Instructions to follow:
What is needed is each line of the data below that holds the string "ExportValue".

Supplied entries:
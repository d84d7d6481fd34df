// SPDX-License-Identifier: MPL-2.0
//! Rendering and storing submitted responses.
//!
//! A submission is written as a small TOML document: the submission time
//! and one entry per answered question. Choice answers keep their option
//! ids, number answers are written as numbers when they parse.

use super::answers::{Answer, Answers};
use super::validation::parse_number;
use crate::app::paths;
use crate::error::{Error, Result};
use chrono::{DateTime, Local};
use serde::Serialize;
use std::collections::BTreeMap;
use std::fs;
use std::path::{Path, PathBuf};

/// File name prefix of stored responses.
const RESPONSE_PREFIX: &str = "response";

/// Where submitted answers go.
pub trait SaveSink {
    /// Stores the answers and returns the path they were written to.
    fn save(&self, answers: &Answers) -> Result<PathBuf>;
}

#[derive(Debug, Clone, PartialEq, Serialize)]
#[serde(untagged)]
pub enum ExportValue {
    Number(f64),
    Text(String),
    List(Vec<String>),
}

impl From<&Answer> for ExportValue {
    fn from(answer: &Answer) -> Self {
        match answer {
            Answer::Choice(option) => ExportValue::Text(option.clone()),
            Answer::Choices(options) => ExportValue::List(options.iter().cloned().collect()),
            Answer::Text(value) => ExportValue::Text(value.trim().to_string()),
            Answer::Number(raw) => parse_number(raw)
                .map_or_else(|| ExportValue::Text(raw.trim().to_string()), ExportValue::Number),
        }
    }
}

/// The document written for one submission.
#[derive(Debug, Clone, Serialize)]
pub struct Response {
    pub submitted_at: String,
    pub answers: BTreeMap<String, ExportValue>,
}

impl Response {
    #[must_use]
    pub fn new(answers: &Answers, submitted_at: DateTime<Local>) -> Self {
        Self {
            submitted_at: submitted_at.to_rfc3339(),
            answers: answers
                .answered()
                .map(|(id, answer)| (id.to_string(), ExportValue::from(answer)))
                .collect(),
        }
    }

    pub fn to_toml(&self) -> Result<String> {
        toml::to_string_pretty(self).map_err(|err| Error::Save(err.to_string()))
    }

    /// Writes the document to `path`, creating parent directories.
    pub fn write_to(&self, path: &Path) -> Result<()> {
        let content = self.to_toml()?;
        if let Some(parent) = path.parent() {
            fs::create_dir_all(parent)
                .map_err(|err| Error::Save(format!("{}: {err}", parent.display())))?;
        }
        fs::write(path, content).map_err(|err| Error::Save(format!("{}: {err}", path.display())))
    }
}

/// Writes each submission to its own timestamped file in a directory.
#[derive(Debug, Clone)]
pub struct FileSink {
    dir: PathBuf,
}

impl FileSink {
    #[must_use]
    pub fn new(dir: impl Into<PathBuf>) -> Self {
        Self { dir: dir.into() }
    }

    /// Sink for the `responses` directory inside the app data directory.
    pub fn in_data_dir(base_dir: Option<PathBuf>) -> Result<Self> {
        paths::get_responses_dir_with_override(base_dir)
            .map(Self::new)
            .ok_or_else(|| Error::Save("no data directory available".into()))
    }

    #[must_use]
    pub fn dir(&self) -> &Path {
        &self.dir
    }

    /// First free `response-<timestamp>[-n].toml` path in the directory.
    fn next_path(&self, now: DateTime<Local>) -> PathBuf {
        let stem = format!("{RESPONSE_PREFIX}-{}", now.format("%Y%m%d-%H%M%S"));
        let mut path = self.dir.join(format!("{stem}.toml"));
        let mut n = 1;
        while path.exists() {
            path = self.dir.join(format!("{stem}-{n}.toml"));
            n += 1;
        }
        path
    }
}

impl SaveSink for FileSink {
    fn save(&self, answers: &Answers) -> Result<PathBuf> {
        let now = Local::now();
        let path = self.next_path(now);
        Response::new(answers, now).write_to(&path)?;
        tracing::info!(path = %path.display(), answers = answers.len(), "responses saved");
        Ok(path)
    }
}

Answer to the exercise:
pub enum ExportValue {
impl From<&Answer> for ExportValue {
            Answer::Choice(option) => ExportValue::Text(option.clone()),
            Answer::Choices(options) => ExportValue::List(options.iter().cloned().collect()),
            Answer::Text(value) => ExportValue::Text(value.trim().to_string()),
                .map_or_else(|| ExportValue::Text(raw.trim().to_string()), ExportValue::Number),
    pub answers: BTreeMap<String, ExportValue>,
                .map(|(id, answer)| (id.to_string(), ExportValue::from(answer)))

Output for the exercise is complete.